SOURCE INFORMATION.
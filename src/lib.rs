//! Quoridor-Rust: a Quoridor rules engine with a Monte Carlo tree search player.
//!
//! The board is a 9x9 grid of cells with walls placed in the grooves between
//! them. Two players race to the opposite edge; each may either move their pawn
//! or place one of ten walls, provided neither player is ever cut off from
//! their goal.
//!
//! ## Modules
//!
//! - [`constants`] - Board geometry, notation tables and search parameters
//! - [`coord`] - Coordinates, walls and moves in algebraic notation
//! - [`board`] - Players and the explicit double-resolution cell grid
//! - [`grid`] - Wall occupancy views and the search's scratch grid
//! - [`reach`] - Goal reachability
//! - [`rules`] - Pawn and wall legality
//! - [`position`] - Authoritative game state
//! - [`playout`] - Candidate move generation for tree expansion
//! - [`mcts`] - Monte Carlo Tree Search
//! - [`error`] - Error types
//!
//! ## Example
//!
//! ```
//! use std::time::Duration;
//!
//! use quoridor_rust::board::Player;
//! use quoridor_rust::mcts::{SearchConfig, Tree};
//! use quoridor_rust::position::Position;
//!
//! // Create a new game and make an opening move
//! let mut pos = Position::new();
//! assert_eq!(pos.play_str("e2"), Ok(true));
//! assert_eq!(pos.legal_move_strings(Player::Two), ["d9", "e8", "f9"]);
//!
//! // Run a short search for TWO's reply
//! let config = SearchConfig::default()
//!     .with_time_budget(Duration::from_millis(50))
//!     .with_max_iterations(20);
//! let mut tree = Tree::new(&pos, config);
//! let best = tree.search().unwrap();
//! assert!(pos.play(best));
//! ```

pub mod board;
pub mod constants;
pub mod coord;
pub mod error;
pub mod grid;
pub mod mcts;
pub mod playout;
pub mod position;
pub mod reach;
pub mod rules;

WHAT IS BEING ASKED. Please return only the lines above, starting at the line that has "in algebraic notation" and ending at the line that has "- Goal reachability", keeping both and leaving each one unchanged.

OUTPUT OF THE EXERCISE.
//! - [`coord`] - Coordinates, walls and moves in algebraic notation
//! - [`board`] - Players and the explicit double-resolution cell grid
//! - [`grid`] - Wall occupancy views and the search's scratch grid
//! - [`reach`] - Goal reachability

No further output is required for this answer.